In recent years, with the rapid development of public transport, bus bays face an increasing pressure especially during peak hours. While serving passengers at a bus stop, buses can interact in ways that limit their discharge flows. This can increase bus delay at bays and degrade the bus system’s overall service quality . So it is necessary to evaluate the operating efficiency of bus bays and analyze the reasons for the increase of bus delay and then put forward the countermeasures to reduce the delay.

Though professional handbooks [4, 5] have long offered formulas and tables for estimating bus-stop discharge flow, these are known to be unreliable [3, 6]. The existing studies are mainly empirical formula based on the statistical analysis of actual survey data  and lack of theoretical model on computing efficiency. Therefore this paper studied the calculation models of bus delay at bays based on the analysis of the bus operating characteristics.

2. Analysis of Bus Delay at Bays

The form of bus bay is shown in Figure 1.

The behavior of queueing for serving at bus bays.

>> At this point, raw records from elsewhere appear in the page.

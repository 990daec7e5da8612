//! BrokerEventPublisher - fire-and-forget event delivery over the broker.
//!
//! ```text
//! handler ──publish()──► spawn ──timeout(publish_timeout)──► MessageBroker::publish
//!    │                                    │
//!    └── returns immediately              └── failures are logged, never returned
//! ```
//!
//! Every envelope is serialized with a fresh timestamp and published to
//! exactly one topic. Fan-out helpers on the port produce one envelope per
//! topic.

use std::sync::Arc;
use std::time::Duration;

use serde_json::Value as JsonValue;
use thiserror::Error;
use tokio::runtime::Handle;

use crate::config::RealtimeConfig;
use crate::domain::realtime::{EventEnvelope, Topic};
use crate::ports::{BrokerError, EventPublisher, MessageBroker};

/// Default upper bound on a single detached publish.
pub const DEFAULT_PUBLISH_TIMEOUT: Duration = Duration::from_secs(2);

/// Why a single delivery failed.
#[derive(Debug, Error)]
pub enum PublishError {
    #[error("Failed to serialize envelope: {0}")]
    Serialize(#[from] serde_json::Error),

    #[error(transparent)]
    Broker(#[from] BrokerError),

    #[error("Publish timed out after {0:?}")]
    Timeout(Duration),
}

/// Publishes event envelopes to broker topics.
#[derive(Clone)]
pub struct BrokerEventPublisher {
    broker: Arc<dyn MessageBroker>,
    publish_timeout: Duration,
}

impl BrokerEventPublisher {
    pub fn new(broker: Arc<dyn MessageBroker>) -> Self {
        Self::with_timeout(broker, DEFAULT_PUBLISH_TIMEOUT)
    }

    pub fn with_timeout(broker: Arc<dyn MessageBroker>, publish_timeout: Duration) -> Self {
        Self {
            broker,
            publish_timeout,
        }
    }

    /// Publisher bounded by `realtime.publish_timeout_secs`.
    pub fn from_config(broker: Arc<dyn MessageBroker>, config: &RealtimeConfig) -> Self {
        Self::with_timeout(broker, config.publish_timeout())
    }

    /// Serialize and publish one envelope, waiting for the broker.
    ///
    /// This is the awaited core behind [`EventPublisher::publish`] for
    /// callers that need to observe the outcome.
    pub async fn deliver(
        &self,
        topic: &Topic,
        event_type: &str,
        payload: JsonValue,
    ) -> Result<(), PublishError> {
        let frame = EventEnvelope::new(event_type, payload).to_json()?;

        tokio::time::timeout(self.publish_timeout, self.broker.publish(topic, frame))
            .await
            .map_err(|_| PublishError::Timeout(self.publish_timeout))??;

        Ok(())
    }
}

impl EventPublisher for BrokerEventPublisher {
    fn publish(&self, topic: &Topic, event_type: &str, payload: JsonValue) {
        let Ok(runtime) = Handle::try_current() else {
            tracing::warn!(
                topic = %topic,
                event_type,
                "Dropping realtime event: no async runtime available"
            );
            return;
        };

        let publisher = self.clone();
        let topic = topic.clone();
        let event_type = event_type.to_string();

        runtime.spawn(async move {
            match publisher.deliver(&topic, &event_type, payload).await {
                Ok(()) => {
                    tracing::trace!(topic = %topic, event_type = %event_type, "Published realtime event");
                }
                Err(e) => {
                    tracing::warn!(
                        topic = %topic,
                        event_type = %event_type,
                        error = %e,
                        "Failed to publish realtime event"
                    );
                }
            }
        });
    }
}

The berths are numbered 1 and 2 from the front to the back, and three buses arriving at the bus bay are numbered 1, 2, and 3 according to the arrival sequence. When buses 1 and 2 occupied berths 1 and 2 to serve their passengers, bus 3 must queue for entering upstream of the stop, as shown in Figure 1. The waiting time during this process is called entering delay.

In addition, when the serving is over at bus bays, the driver must look for a safe opportunity or “gap” in the traffic flow of curb lane to join them, as shown in Figure 2. The waiting time during this process is called exiting delay.

The behavior of waiting for a gap at bus bays.

Therefore, the bus delays at bays mainly including entering delay and exiting delay are computed by the following equation: (1) W = W q + W b , where W q is the entering delay, s; W b is the exiting delay, s.

We next derived the calculation models of bus entering delay and then studied the computing models of bus exiting delay. The calculation models of bus delay at single-berth and two-berth bays are proposed, respectively, finally.

3. Calculation Models of Bus Entering Delay 3.1. Queueing Model of Bus Bays

At the bus bays serving some lines, buses enter the berth sequentially, then load and unload passengers, and finally exit the stop. So the buses and the stop constitute a queuing system . According to the present study, buses arrived at the stop as a Poisson process, as may occur when a moderately busy stop serves multiple bus routes [12, 13]. So a stop with a general service time distribution and c berths can be denoted as the M / G / c queueing system. In this system, we define a regenerative point as the instant in time when the buses in all berths have discharged from the stop . (Though the stop is empty at each regenerative point, it may be filled immediately thereafter if a bus queue is present at the entrance.) The time interval between two successive regenerative points is defined as a cycle. Let L n be the number of buses queued at the stop’s entrance at the beginning of the n th cycle (i.e., the n th regenerative point); λ is the rate of Poisson bus arrivals; and recall that c is the stop’s number of serial berths. So we claim that the stochastic process { L n } is a Markov chain in given λ , c , and the distribution of bus service times at the stop. A Markov chain is a sequence of random variables X 1 , X 2 , X 3 , with the Markov property, namely, that, given the present state, the future and past states are independent. In this system, the average bus delay in queue can be calculated once the Markov chain limiting probabilities are identified.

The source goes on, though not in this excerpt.